## PROMPT
In full and without alteration, print the entries.

BEGIN AVAILABLE DATA

//! Per-column cast overrides (`casting` option)

use std::collections::BTreeMap;

use bqfdw_types::{mapping, Diagnostics};

/// Column name -> remote cast target, parsed from a JSON object string.
#[derive(Debug, Clone, Default, PartialEq, Eq)]
pub struct CastOverrides {
    rules: BTreeMap<String, String>,
}

impl CastOverrides {
    /// Parse `{"column": "TYPE", ...}`.
    ///
    /// An empty string or `false` means no overrides. Entries whose target is
    /// not a known remote type are discarded with a warning.
    pub fn parse(value: &str, diagnostics: &Diagnostics) -> Self {
        let trimmed = value.trim();
        if trimmed.is_empty() || trimmed.eq_ignore_ascii_case("false") {
            return Self::default();
        }

        let parsed: serde_json::Value = match serde_json::from_str(trimmed) {
            Ok(v) => v,
            Err(e) => {
                diagnostics.warn(format!("Ignoring casting option, invalid JSON: {}", e));
                return Self::default();
            }
        };

        let serde_json::Value::Object(entries) = parsed else {
            diagnostics.warn("Ignoring casting option, expected a JSON object");
            return Self::default();
        };

        let mut rules = BTreeMap::new();
        for (column, target) in entries {
            let Some(target) = target.as_str() else {
                diagnostics.warn(format!("Ignoring cast for '{}': target must be a string", column));
                continue;
            };
            let target = target.trim().to_ascii_uppercase();
            if !mapping::is_known_cast_target(&target) {
                diagnostics.warn(format!("Ignoring cast for '{}': unknown type '{}'", column, target));
                continue;
            }
            rules.insert(column, target);
        }

        Self { rules }
    }

    /// Drop overrides for columns the table does not have.
    pub fn restricted_to<'a, I>(&self, columns: I, diagnostics: &Diagnostics) -> Self
    where
        I: IntoIterator<Item = &'a str>,
    {
        let known: Vec<&str> = columns.into_iter().collect();
        let rules = self
            .rules
            .iter()
            .filter(|(column, _)| {
                let present = known.contains(&column.as_str());
                if !present {
                    diagnostics.warn(format!("Ignoring cast for unknown column '{}'", column));
                }
                present
            })
            .map(|(c, t)| (c.clone(), t.clone()))
            .collect();
        Self { rules }
    }

    pub fn insert(&mut self, column: impl Into<String>, target: impl Into<String>) {
        self.rules.insert(column.into(), target.into());
    }

    pub fn target_for(&self, column: &str) -> Option<&str> {
        self.rules.get(column).map(String::as_str)
    }

    pub fn iter(&self) -> impl Iterator<Item = (&str, &str)> {
        self.rules.iter().map(|(c, t)| (c.as_str(), t.as_str()))
    }

    pub fn len(&self) -> usize {
        self.rules.len()
    }

    pub fn is_empty(&self) -> bool {
        self.rules.is_empty()
    }
}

END AVAILABLE DATA

## EXERCISE RESULT
//! Per-column cast overrides (`casting` option)

use std::collections::BTreeMap;

use bqfdw_types::{mapping, Diagnostics};

/// Column name -> remote cast target, parsed from a JSON object string.
#[derive(Debug, Clone, Default, PartialEq, Eq)]
pub struct CastOverrides {
    rules: BTreeMap<String, String>,
}

impl CastOverrides {
    /// Parse `{"column": "TYPE", ...}`.
    ///
    /// An empty string or `false` means no overrides. Entries whose target is
    /// not a known remote type are discarded with a warning.
    pub fn parse(value: &str, diagnostics: &Diagnostics) -> Self {
        let trimmed = value.trim();
        if trimmed.is_empty() || trimmed.eq_ignore_ascii_case("false") {
            return Self::default();
        }

        let parsed: serde_json::Value = match serde_json::from_str(trimmed) {
            Ok(v) => v,
            Err(e) => {
                diagnostics.warn(format!("Ignoring casting option, invalid JSON: {}", e));
                return Self::default();
            }
        };

        let serde_json::Value::Object(entries) = parsed else {
            diagnostics.warn("Ignoring casting option, expected a JSON object");
            return Self::default();
        };

        let mut rules = BTreeMap::new();
        for (column, target) in entries {
            let Some(target) = target.as_str() else {
                diagnostics.warn(format!("Ignoring cast for '{}': target must be a string", column));
                continue;
            };
            let target = target.trim().to_ascii_uppercase();
            if !mapping::is_known_cast_target(&target) {
                diagnostics.warn(format!("Ignoring cast for '{}': unknown type '{}'", column, target));
                continue;
            }
            rules.insert(column, target);
        }

        Self { rules }
    }

    /// Drop overrides for columns the table does not have.
    pub fn restricted_to<'a, I>(&self, columns: I, diagnostics: &Diagnostics) -> Self
    where
        I: IntoIterator<Item = &'a str>,
    {
        let known: Vec<&str> = columns.into_iter().collect();
        let rules = self
            .rules
            .iter()
            .filter(|(column, _)| {
                let present = known.contains(&column.as_str());
                if !present {
                    diagnostics.warn(format!("Ignoring cast for unknown column '{}'", column));
                }
                present
            })
            .map(|(c, t)| (c.clone(), t.clone()))
            .collect();
        Self { rules }
    }

    pub fn insert(&mut self, column: impl Into<String>, target: impl Into<String>) {
        self.rules.insert(column.into(), target.into());
    }

    pub fn target_for(&self, column: &str) -> Option<&str> {
        self.rules.get(column).map(String::as_str)
    }

    pub fn iter(&self) -> impl Iterator<Item = (&str, &str)> {
        self.rules.iter().map(|(c, t)| (c.as_str(), t.as_str()))
    }

    pub fn len(&self) -> usize {
        self.rules.len()
    }

    pub fn is_empty(&self) -> bool {
        self.rules.is_empty()
    }
}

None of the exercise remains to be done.